09-14-2012 09:11 AM
Hello I am setting up an ASA to authenticate users to a radius box. However once they are set up whats to stop them from getting another pcf file and authenticating with that pcf file and accessing the networks specific to that pcf file? Is there a way to segment users? Once I set up the radius authentication can a user just use whatever pcf file they want and authentica that way?
09-14-2012 09:23 AM
If you don't take any precautions, then it is possible that a user connects with a different PCF. You can configure group-lock or better, use a default group-policy that won't allow any access and assign the right group-policy with the RADIUS authorization-response.
--
Don't stop after you've improved your network! Improve the world by lending money to the working poor:
http://www.kiva.org/invitedby/karsteni
09-14-2012 09:41 AM
Just adding to Karsten's recommendation, this guide shows how to use the ACS to assign the group-policy with the class attribute:
After assigning the attribute for allowed users you can just set a default group-policy denying access, similar to the following:
group-policy NOACCESS internal
group-policy NOACCESS attributes
vpn-simultaneous-logins 0
It can also be done with a Microsoft server using RADIUS policies to assign attribute 25
09-14-2012 09:54 AM
So with the group policies if one of my customers gets ahold of a pcf file they won't be able to authenticate?
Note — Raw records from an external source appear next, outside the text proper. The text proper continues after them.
//! Domain model for the cuaderno store.
//!
//! # Responsibility
//! - Define the canonical records persisted by the store: notebooks, notes
//!   and photographs.
//! - Keep identity and ownership invariants in one place.
//!
//! # Invariants
//! - Every record is identified by a stable, non-nil UUID.
//! - A note belongs to exactly one notebook for its whole lifetime.
//! - A photograph is owned by exactly one parent (notebook cover or note).

use serde::{Deserialize, Serialize};
use std::error::Error;
use std::fmt::{Display, Formatter};
use std::time::{SystemTime, UNIX_EPOCH};

pub mod note;
pub mod notebook;
pub mod photograph;

/// Entity categories stored by the cuaderno store.
///
/// Used to address watch queries and to qualify lookup errors.
#[derive(Debug, Clone, Copy, PartialEq, Eq, Hash, Serialize, Deserialize)]
#[serde(rename_all = "snake_case")]
pub enum EntityKind {
    Notebook,
    Note,
    Photograph,
}

impl Display for EntityKind {
    fn fmt(&self, f: &mut Formatter<'_>) -> std::fmt::Result {
        let label = match self {
            Self::Notebook => "notebook",
            Self::Note => "note",
            Self::Photograph => "photograph",
        };
        f.write_str(label)
    }
}

/// Validation failure for an in-memory record.
///
/// Write paths validate before any SQL mutation, so invalid shapes never
/// reach storage.
#[derive(Debug, Clone, Copy, PartialEq, Eq)]
pub enum ModelValidationError {
    /// The record id is the nil UUID.
    NilUuid(EntityKind),
    /// A required owner reference is the nil UUID.
    NilOwner(EntityKind),
    /// A photograph carries no owner reference at all.
    PhotographWithoutOwner,
    /// A photograph claims both a notebook and a note owner.
    PhotographWithBothOwners,
}

impl Display for ModelValidationError {
    fn fmt(&self, f: &mut Formatter<'_>) -> std::fmt::Result {
        match self {
            Self::NilUuid(kind) => write!(f, "{kind} uuid must not be nil"),
            Self::NilOwner(kind) => write!(f, "{kind} owner reference must not be nil"),
            Self::PhotographWithoutOwner => {
                write!(f, "photograph must reference a notebook or a note")
            }
            Self::PhotographWithBothOwners => {
                write!(f, "photograph must not reference both a notebook and a note")
            }
        }
    }
}

impl Error for ModelValidationError {}

/// Current wall-clock time as unix epoch milliseconds.
///
/// Clock readings before the epoch collapse to zero rather than panicking.
pub fn now_millis() -> i64 {
    SystemTime::now()
        .duration_since(UNIX_EPOCH)
        .map_or(0, |elapsed| elapsed.as_millis() as i64)
}
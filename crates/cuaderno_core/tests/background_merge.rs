use cuaderno_core::{EntityKind, RowDelta, Store, StoreError, WatchQuery};
use uuid::Uuid;

#[test]
fn background_commit_reaches_observers_after_merge() {
    let dir = tempfile::tempdir().unwrap();
    let mut store = Store::open(dir.path().join("cuaderno.db")).unwrap();
    let notebook = store.create_notebook("principal", 0).unwrap();
    let handle = store.watch(WatchQuery::notes_in(notebook.uuid)).unwrap();

    let writer = store.background_writer().unwrap();
    let target = notebook.uuid;
    let job = writer.spawn(move |ctx| ctx.create_note(target, "desde atrás", "c", 100));
    let note = job.wait().unwrap();

    // The commit is durable but not yet merged, so no deltas are visible.
    assert!(handle.drain_batches().is_empty());

    assert_eq!(store.merge_pending_commits(), 1);
    let batches = handle.drain_batches();
    assert_eq!(batches.len(), 1);
    assert_eq!(
        batches[0].deltas,
        vec![RowDelta::Insert {
            id: note.uuid,
            at: 0,
        }]
    );
}

#[test]
fn background_commits_are_readable_before_merging() {
    let dir = tempfile::tempdir().unwrap();
    let mut store = Store::open(dir.path().join("cuaderno.db")).unwrap();
    let notebook = store.create_notebook("principal", 0).unwrap();

    let writer = store.background_writer().unwrap();
    let target = notebook.uuid;
    let job = writer.spawn(move |ctx| ctx.create_note(target, "ya visible", "c", 100));
    let note = job.wait().unwrap();

    // Reads go straight to committed storage; only deltas wait for merges.
    let loaded = store.get_note(note.uuid).unwrap().unwrap();
    assert_eq!(loaded.title, "ya visible");
}

#[test]
fn commit_before_watch_lands_in_the_snapshot_not_in_deltas() {
    let dir = tempfile::tempdir().unwrap();
    let mut store = Store::open(dir.path().join("cuaderno.db")).unwrap();

    let writer = store.background_writer().unwrap();
    let job = writer.spawn(move |ctx| ctx.create_notebook("agenda", 10));
    let notebook = job.wait().unwrap();

    let handle = store.watch(WatchQuery::notebooks()).unwrap();

    assert_eq!(handle.initial_ids(), &[notebook.uuid]);
    assert_eq!(store.merge_pending_commits(), 0);
    assert!(handle.drain_batches().is_empty());
}

#[test]
fn store_writes_merge_earlier_background_commits_first() {
    let dir = tempfile::tempdir().unwrap();
    let mut store = Store::open(dir.path().join("cuaderno.db")).unwrap();
    let handle = store.watch(WatchQuery::notebooks()).unwrap();

    let writer = store.background_writer().unwrap();
    let job = writer.spawn(move |ctx| ctx.create_notebook("atrás", 100));
    let background = job.wait().unwrap();

    // This write merges the pending background commit before its own.
    let foreground = store.create_notebook("delante", 200).unwrap();

    let batches = handle.drain_batches();
    assert_eq!(batches.len(), 2);
    assert!(batches[0].commit_seq < batches[1].commit_seq);
    assert_eq!(
        batches[0].deltas,
        vec![RowDelta::Insert {
            id: background.uuid,
            at: 0,
        }]
    );
    assert_eq!(
        batches[1].deltas,
        vec![RowDelta::Insert {
            id: foreground.uuid,
            at: 1,
        }]
    );
}

#[test]
fn sequential_jobs_merge_in_commit_order() {
    let dir = tempfile::tempdir().unwrap();
    let mut store = Store::open(dir.path().join("cuaderno.db")).unwrap();
    let handle = store.watch(WatchQuery::notebooks()).unwrap();
    let writer = store.background_writer().unwrap();

    let first = writer
        .spawn(move |ctx| ctx.create_notebook("alfa", 100))
        .wait()
        .unwrap();
    let second = writer
        .spawn(move |ctx| ctx.create_notebook("beta", 200))
        .wait()
        .unwrap();

    assert_eq!(store.merge_pending_commits(), 2);
    let batches = handle.drain_batches();
    assert_eq!(batches.len(), 2);
    assert_eq!(
        batches[0].deltas,
        vec![RowDelta::Insert {
            id: first.uuid,
            at: 0,
        }]
    );
    assert_eq!(
        batches[1].deltas,
        vec![RowDelta::Insert {
            id: second.uuid,
            at: 1,
        }]
    );
}

#[test]
fn failed_background_job_reports_error_and_commits_nothing() {
    let dir = tempfile::tempdir().unwrap();
    let mut store = Store::open(dir.path().join("cuaderno.db")).unwrap();
    let writer = store.background_writer().unwrap();
    let missing = Uuid::new_v4();

    let job = writer.spawn(move |ctx| ctx.create_note(missing, "huérfana", "c", 0));
    let err = job.wait().unwrap_err();
    assert!(matches!(
        err,
        StoreError::ParentNotFound {
            kind: EntityKind::Notebook,
            id,
        } if id == missing
    ));

    assert_eq!(store.merge_pending_commits(), 0);
    assert!(store.list_notebooks().unwrap().is_empty());
}

#[test]
fn background_edit_preserves_created_at() {
    let dir = tempfile::tempdir().unwrap();
    let mut store = Store::open(dir.path().join("cuaderno.db")).unwrap();
    let notebook = store.create_notebook("diario", 0).unwrap();
    let note = store
        .create_note(notebook.uuid, "borrador", "v1", 1_000)
        .unwrap();
    let handle = store.watch(WatchQuery::notes_in(notebook.uuid)).unwrap();

    let writer = store.background_writer().unwrap();
    let target = note.uuid;
    let edited = writer
        .spawn(move |ctx| ctx.edit_note(target, "final", "v2"))
        .wait()
        .unwrap();
    assert_eq!(edited.created_at, 1_000);
    assert!(edited.updated_at > 1_000);

    store.merge_pending_commits();
    let batches = handle.drain_batches();
    assert_eq!(
        batches[0].deltas,
        vec![RowDelta::Update {
            id: note.uuid,
            at: 0,
        }]
    );
}

#[test]
fn background_note_with_photograph_is_one_commit() {
    let dir = tempfile::tempdir().unwrap();
    let mut store = Store::open(dir.path().join("cuaderno.db")).unwrap();
    let notebook = store.create_notebook("viajes", 0).unwrap();
    let handle = store.watch(WatchQuery::notes_in(notebook.uuid)).unwrap();

    let writer = store.background_writer().unwrap();
    let target = notebook.uuid;
    let (note, photo) = writer
        .spawn(move |ctx| ctx.create_note_with_photograph(target, "playa", "c", &[9], 100))
        .wait()
        .unwrap();

    assert_eq!(store.merge_pending_commits(), 1);
    let batches = handle.drain_batches();
    assert_eq!(batches.len(), 1);
    assert_eq!(
        batches[0].deltas,
        vec![RowDelta::Insert {
            id: note.uuid,
            at: 0,
        }]
    );

    let photos = store.list_photographs_of(note.uuid).unwrap();
    assert_eq!(photos.len(), 1);
    assert_eq!(photos[0].uuid, photo.uuid);
}

#[test]
fn background_commit_survives_a_dropped_store() {
    let dir = tempfile::tempdir().unwrap();
    let path = dir.path().join("cuaderno.db");
    let store = Store::open(&path).unwrap();
    let writer = store.background_writer().unwrap();
    drop(store);

    let notebook = writer
        .spawn(move |ctx| ctx.create_notebook("huérfano", 0))
        .wait()
        .unwrap();

    let reopened = Store::open(&path).unwrap();
    assert!(reopened.get_notebook(notebook.uuid).unwrap().is_some());
}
Wouldn't they just authenticate under a different group?
09-14-2012 09:57 AM
That's what the group-lock feature Karsten suggested is for, it will bind a tunnel-group to a group-policy, if you authenticate to a tunnel-group but the RADIUS mapping sends you to a group-policy different than the one specified in the group-lock value your connection attempt will be denied.
Further reading:
https://supportforums.cisco.com/thread/2085928
Herbert's reply offeres a very good explanation on how this feature works.
09-14-2012 09:57 AM
Hi,
Just adding more information about group-lock and RADIUS:
Thanks.
Portu.
Please rate any posts you find helpful.
09-14-2012 09:59 AM
Thank you for all your help!
09-14-2012 10:08 AM
Hi Jeff,
You are welcome
Please take 1 minute to rate any posts you found helpful and mark it as answered.
Message was edited by: Javier Portuguez
Discover and save your favorite ideas. Come back to expert answers, step-by-step guides, recent topics, and more.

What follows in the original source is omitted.